信じていたものが、足元から崩れ落ちていく感覚。
彼の瞳に映っていたのは、自分ではなかった。
ただ、面影が似ているというだけで、彼は自分を通して、叶えられなかった初恋の幻を追いかけていただけだった。
「……うそつき」
ぽつりと、自分でも驚くほどか細い声が唇から漏れた。
瞳から、ぽろぽろと大粒の涙が零れ落ち、白い装束に染みを作る。
悲しい。悔しい。そして、何よりも──虚しい。
ミカゲを信じ、彼に全てを捧げようとした自分が、ひどく惨めに思えた。
「……まふゆ?」
不意に、アリスが顔を上げてこちらを見ていた。その薄青の瞳が、不思議そうにまふゆの顔を映す。
彼女はこてん、と首を傾げた。
「……どうして、泣いてるの……?」
「……アリス……」
まふゆはしゃくりあげながら、か細い声で彼女の名前を呼んだ。
「……お腹、すいたの……?」
アリスはそう言うと、自分の服のポケットをごそごそと探り始めた。けれど、もちろんお菓子など入っているはずもなく、きょとんとした顔で首を振る。
その純粋な気遣いが、逆にまふゆの心を締め付けた。
違うの。お腹がすいたんじゃない。
心が、痛いんだ。張り裂けそうなくらいに。
「……ごめんな、アリス……うちのせいで、こんなところに……」
「……?」
アリスには、まふゆの謝罪の意味が分からないようだった。ただ、まふゆが泣いているという事実だけを認識し、どうすればいいか分からずに戸惑っている。

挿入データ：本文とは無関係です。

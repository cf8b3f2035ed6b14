//! Dataset pipeline
//!
//! Runs the generators in dependency order and writes one file per entity:
//! contracts, vendors, projects, transactions, modifications, deliverables,
//! personnel. A failure stops the run and leaves already written files in
//! place.

use crate::config::GeneratorConfig;
use crate::error::GenerateResult;
use crate::generate::{
    generate_contracts, generate_deliverables, generate_modifications, generate_personnel,
    generate_projects, generate_transactions, generate_vendors, EntityCount,
};
use crate::ids::IdPools;
use crate::model::{Contract, CsvRecord, Deliverable, Modification, Personnel, Project, Transaction};
use crate::sink::{CsvSink, JsonArraySink};
use chrono::{Local, NaiveDate};
use rand::rngs::StdRng;
use rand::{Rng, SeedableRng};
use serde::{Deserialize, Serialize};
use std::fmt;
use std::path::PathBuf;
use tracing::info;

/// Counts produced by one run
#[derive(Debug, Clone, PartialEq, Eq, Serialize, Deserialize)]
pub struct GenerationSummary {
    pub output_dir: PathBuf,
    pub seed: Option<u64>,
    pub contracts: EntityCount,
    pub vendors: EntityCount,
    pub projects: EntityCount,
    pub transactions: EntityCount,
    pub modifications: EntityCount,
    pub deliverables: EntityCount,
    pub personnel: EntityCount,
}

impl GenerationSummary {
    /// `(label, count)` rows in generation order
    pub fn rows(&self) -> Vec<(&'static str, EntityCount)> {
        vec![
            ("contracts", self.contracts),
            ("vendors", self.vendors),
            ("projects", self.projects),
            ("financial transactions", self.transactions),
            ("contract modifications", self.modifications),
            ("deliverables", self.deliverables),
            ("personnel records", self.personnel),
        ]
    }

    pub fn total_written(&self) -> usize {
        self.rows().iter().map(|(_, c)| c.written).sum()
    }
}

impl fmt::Display for GenerationSummary {
    fn fmt(&self, f: &mut fmt::Formatter<'_>) -> fmt::Result {
        writeln!(f, "Files are in {}", self.output_dir.display())?;
        writeln!(f, "Summary:")?;
        for (label, count) in self.rows() {
            if count.skipped() > 0 {
                writeln!(f, "- {} {} ({} skipped)", count.written, label, count.skipped())?;
            } else {
                writeln!(f, "- {} {}", count.written, label)?;
            }
        }
        Ok(())
    }
}

/// Generates the full dataset described by a [`GeneratorConfig`]
pub struct DatasetGenerator {
    config: GeneratorConfig,
}

impl DatasetGenerator {
    pub fn new(config: GeneratorConfig) -> Self {
        Self { config }
    }

    pub fn config(&self) -> &GeneratorConfig {
        &self.config
    }

    /// Run with a random source seeded from the config, or from entropy
    pub fn run(&self) -> GenerateResult<GenerationSummary> {
        let mut rng = match self.config.seed {
            Some(seed) => StdRng::seed_from_u64(seed),
            None => StdRng::from_entropy(),
        };
        self.run_with_rng(&mut rng)
    }

    pub fn run_with_rng<R: Rng + ?Sized>(&self, rng: &mut R) -> GenerateResult<GenerationSummary> {
        let config = &self.config;
        config.validate()?;

        info!("Starting defense contract financial data generation");
        std::fs::create_dir_all(&config.output_dir)?;

        let pools = IdPools::new(config.contracts, config.vendors, config.projects, config.personnel);
        let reference_date: NaiveDate = config
            .reference_date
            .unwrap_or_else(|| Local::now().date_naive());
        let files = &config.files;

        let mut sink = CsvSink::create(config.path_for(&files.contracts), Contract::HEADERS)?;
        let index = generate_contracts(&pools, rng, &mut sink)?;
        let contracts = EntityCount::complete(index.len());

        let mut sink = JsonArraySink::create(config.path_for(&files.vendors))?;
        let vendors = EntityCount::complete(generate_vendors(&pools, rng, &mut sink)?);

        let mut sink = CsvSink::create(config.path_for(&files.projects), Project::HEADERS)?;
        let projects = EntityCount::complete(generate_projects(&pools, rng, &mut sink)?);

        let mut sink = CsvSink::create(config.path_for(&files.transactions), Transaction::HEADERS)?;
        let transactions = generate_transactions(config.transactions, &pools, &index, rng, &mut sink)?;

        let mut sink = CsvSink::create(config.path_for(&files.modifications), Modification::HEADERS)?;
        let modifications =
            generate_modifications(config.modifications, &pools, &index, rng, &mut sink)?;

        let mut sink = CsvSink::create(config.path_for(&files.deliverables), Deliverable::HEADERS)?;
        let deliverables =
            generate_deliverables(config.deliverables, &pools, &index, rng, &mut sink)?;

        let mut sink = CsvSink::create(config.path_for(&files.personnel), Personnel::HEADERS)?;
        let personnel =
            EntityCount::complete(generate_personnel(&pools, reference_date, rng, &mut sink)?);

        let summary = GenerationSummary {
            output_dir: config.output_dir.clone(),
            seed: config.seed,
            contracts,
            vendors,
            projects,
            transactions,
            modifications,
            deliverables,
            personnel,
        };
        info!("Data generation complete: {} records", summary.total_written());
        Ok(summary)
    }
}

#[cfg(test)]
mod tests {
    use super::*;
    use crate::error::GenerateError;
    use tempfile::TempDir;

    fn small_config(dir: &TempDir) -> GeneratorConfig {
        GeneratorConfig {
            output_dir: dir.path().join("raw"),
            contracts: 5,
            vendors: 2,
            projects: 2,
            transactions: 30,
            modifications: 10,
            deliverables: 10,
            personnel: 8,
            seed: Some(1),
            reference_date: NaiveDate::from_ymd_opt(2025, 1, 1),
            ..GeneratorConfig::default()
        }
    }

    #[test]
    fn test_run_creates_every_file() {
        let dir = TempDir::new().unwrap();
        let config = small_config(&dir);
        let summary = DatasetGenerator::new(config.clone()).run().unwrap();

        for file in [
            &config.files.contracts,
            &config.files.vendors,
            &config.files.projects,
            &config.files.transactions,
            &config.files.modifications,
            &config.files.deliverables,
            &config.files.personnel,
        ] {
            assert!(config.path_for(file).exists(), "{} missing", file);
        }
        assert_eq!(summary.contracts.written, 5);
        assert_eq!(summary.transactions.written, 30);
        assert_eq!(summary.personnel.written, 8);
        assert!(summary.to_string().contains("- 5 contracts"));
    }

    #[test]
    fn test_same_seed_same_files() {
        let a = TempDir::new().unwrap();
        let b = TempDir::new().unwrap();
        let config_a = small_config(&a);
        let config_b = small_config(&b);
        DatasetGenerator::new(config_a.clone()).run().unwrap();
        DatasetGenerator::new(config_b.clone()).run().unwrap();

        for (fa, fb) in [
            (config_a.path_for("contracts.csv"), config_b.path_for("contracts.csv")),
            (config_a.path_for("transactions.csv"), config_b.path_for("transactions.csv")),
            (config_a.path_for("vendors.json"), config_b.path_for("vendors.json")),
        ] {
            assert_eq!(std::fs::read(fa).unwrap(), std::fs::read(fb).unwrap());
        }
    }

    #[test]
    fn test_invalid_config_writes_nothing() {
        let dir = TempDir::new().unwrap();
        let mut config = small_config(&dir);
        config.personnel = 0;
        let result = DatasetGenerator::new(config.clone()).run();
        assert!(matches!(result, Err(GenerateError::InvalidConfig(_))));
        assert!(!config.output_dir.exists());
    }

    #[test]
    fn test_empty_entities_still_get_header_rows() {
        let dir = TempDir::new().unwrap();
        let config = GeneratorConfig {
            contracts: 0,
            vendors: 2,
            projects: 1,
            transactions: 5,
            modifications: 3,
            deliverables: 0,
            personnel: 3,
            ..small_config(&dir)
        };
        let summary = DatasetGenerator::new(config.clone()).run().unwrap();
        assert_eq!(summary.transactions.written, 0);
        assert_eq!(summary.transactions.skipped(), 5);

        for (file, headers) in [
            (&config.files.contracts, Contract::HEADERS),
            (&config.files.transactions, Transaction::HEADERS),
            (&config.files.modifications, Modification::HEADERS),
            (&config.files.deliverables, Deliverable::HEADERS),
        ] {
            let text = std::fs::read_to_string(config.path_for(file)).unwrap();
            assert_eq!(text, format!("{}\n", headers.join(",")), "{} has no header row", file);
        }
    }
}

やがて彼女は、おずおずとまふゆに近寄ると、小さな手で、そっとまふゆの涙を拭った。
「……痛いの、飛んでけ……」
たどたどしい仕草で、アリスはまふゆを慰めようとしてくれた。
その温かい指の感触に、まふゆは堪えきれず、アリスの小さな身体を抱きしめて声を上げて泣いた。
ミカゲへの想いも、裏切られた絶望も、どうしようもない虚無感も、全てが涙になって溢れ出す。
今はただ、この腕の中にある小さな温もりだけが、まふゆの世界を繋ぎとめる、唯一の光だった。